While I was in university studying for my BA, I took an introductory class on the LGBT movement, which covered about 115 years of history over the course of four weeks. When, about halfway through the accelerated semester, we reached the point in recent history when the topic of coming out became more normal and less treated like a disease, the professor (who was remarkably like Ellen DeGeneres in a multitude of ways) asked if anyone would be willing to share their coming out story. After a number of tear-jerking stories, I offered to share mine. The entirety of my coming out story is that one day my mom came into my room and asked, “So are you gay then?” I replied, “Yeah, I think so,” to which she responded, “Okay.”
I always enjoy telling this story. People laugh and smile, and ask if I’m joking or if that’s really how it happened, and I get to affirm with a grin that yes, it really was that quick and easy. Despite the complete truth of my sort of circumstance, there is this notion in the world that it is impossible for being gay to be that simple. Granted, most coming out stories are not as simple or clear-cut as mine, but part of the reason for that is because the stories where coming out is treated normally don’t get told. It’s not thrilling media, it’s not exciting, it doesn’t make for a gripping narrative or an emotion-packed poem. More importantly, it’s not something I want to write about.
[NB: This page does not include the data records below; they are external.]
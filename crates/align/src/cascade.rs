use crate::config::MatchConfig;
use crate::report::Category;
use std::collections::BTreeSet;
use thesaurus_graph::ConceptId;
use thesaurus_text::{is_phrase, is_single_word, words, TextNormalizer};

/// Shared broader labels needed before two concepts count as related
pub const ANCESTOR_THRESHOLD: usize = 3;

/// Shared narrower labels needed before two concepts count as related
pub const DESCENDANT_THRESHOLD: usize = 1;

/// One side of a comparison, normalized once per vocabulary
#[derive(Debug, Clone, PartialEq, Eq)]
pub struct ComparableConcept {
    pub id: ConceptId,

    /// Label after the configured normalization
    pub label: String,

    /// Term signature, only for multi-word labels with signature matching on
    pub signature: Option<String>,

    /// Labels of transitive broader concepts (empty unless compare_parents)
    pub ancestors: BTreeSet<String>,

    /// Labels of transitive narrower concepts (empty unless compare_children)
    pub descendants: BTreeSet<String>,
}

/// The heuristic cascade.
///
/// Rules run in a fixed order and the first one that fires decides the
/// category:
///
/// 1. equal labels -> `Equals`
/// 2. identical-only mode stops here
/// 3. two single words, one inside the other -> `Substrings`
/// 4. at least one phrase, a word in common -> `Phrase`
/// 5. two phrases, same term signature -> `Phrase`
/// 6. a shared descendant label -> `Related`
/// 7. three or more shared ancestor labels -> `Related`
#[derive(Debug)]
pub struct MatchEngine {
    config: MatchConfig,
    normalizer: TextNormalizer,
}

impl MatchEngine {
    pub fn new(config: MatchConfig) -> Self {
        Self {
            normalizer: TextNormalizer::new(config.normalization()),
            config,
        }
    }

    pub fn config(&self) -> &MatchConfig {
        &self.config
    }

    /// Normalize a case-folded label for comparison. Neighbor sets start empty.
    pub fn prepare(&self, id: ConceptId, label: &str) -> ComparableConcept {
        let label = self.normalizer.normalize(label);
        let signature = (self.config.term_signature && is_phrase(&label))
            .then(|| self.normalizer.term_signature(&label));

        ComparableConcept {
            id,
            label,
            signature,
            ancestors: BTreeSet::new(),
            descendants: BTreeSet::new(),
        }
    }

    pub fn classify(&self, a: &ComparableConcept, b: &ComparableConcept) -> Option<Category> {
        // An empty label would equal, or sit inside, too much
        if a.label.is_empty() || b.label.is_empty() {
            return None;
        }

        if is_same_term(&a.label, &b.label) {
            return Some(Category::Equals);
        }

        if self.config.identical_only {
            return None;
        }

        if is_substring(&a.label, &b.label) {
            return Some(Category::Substrings);
        }

        if is_phrase_match(&a.label, &b.label) {
            return Some(Category::Phrase);
        }

        if self.config.term_signature && is_same_signature(a, b) {
            return Some(Category::Phrase);
        }

        if self.config.compare_children
            && shared_count(&a.descendants, &b.descendants) >= DESCENDANT_THRESHOLD
        {
            return Some(Category::Related);
        }

        if self.config.compare_parents
            && shared_count(&a.ancestors, &b.ancestors) >= ANCESTOR_THRESHOLD
        {
            return Some(Category::Related);
        }

        None
    }
}

pub fn is_same_term(a: &str, b: &str) -> bool {
    a == b
}

/// Both labels single words and one contains the other
pub fn is_substring(a: &str, b: &str) -> bool {
    is_single_word(a) && is_single_word(b) && (a.contains(b) || b.contains(a))
}

/// At least one label is a phrase and some word appears in both
pub fn is_phrase_match(a: &str, b: &str) -> bool {
    if !(is_phrase(a) || is_phrase(b)) {
        return false;
    }
    words(a).any(|word| words(b).any(|other| other == word))
}

fn is_same_signature(a: &ComparableConcept, b: &ComparableConcept) -> bool {
    matches!((&a.signature, &b.signature), (Some(x), Some(y)) if x == y)
}

fn shared_count(a: &BTreeSet<String>, b: &BTreeSet<String>) -> usize {
    a.intersection(b).count()
}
For some people, being queer is a huge part of life. It encompasses many of their interests, it is a part of life that manifests itself even in the interests that aren’t directly related to being queer, and that is entirely a good thing. For others, like me, it is a very small part of life, which is just as entirely a good thing. Because being queer is something that should be out in the open and be treated as normal (the way that it really is normal), then everyone on all sides, straight, gay, or otherwise, should grow to embrace the fact that being queer can range from dressing up in sequins and hairspray each night to telling the barista at Starbucks in a completely genuine manner that their hairdo is nice.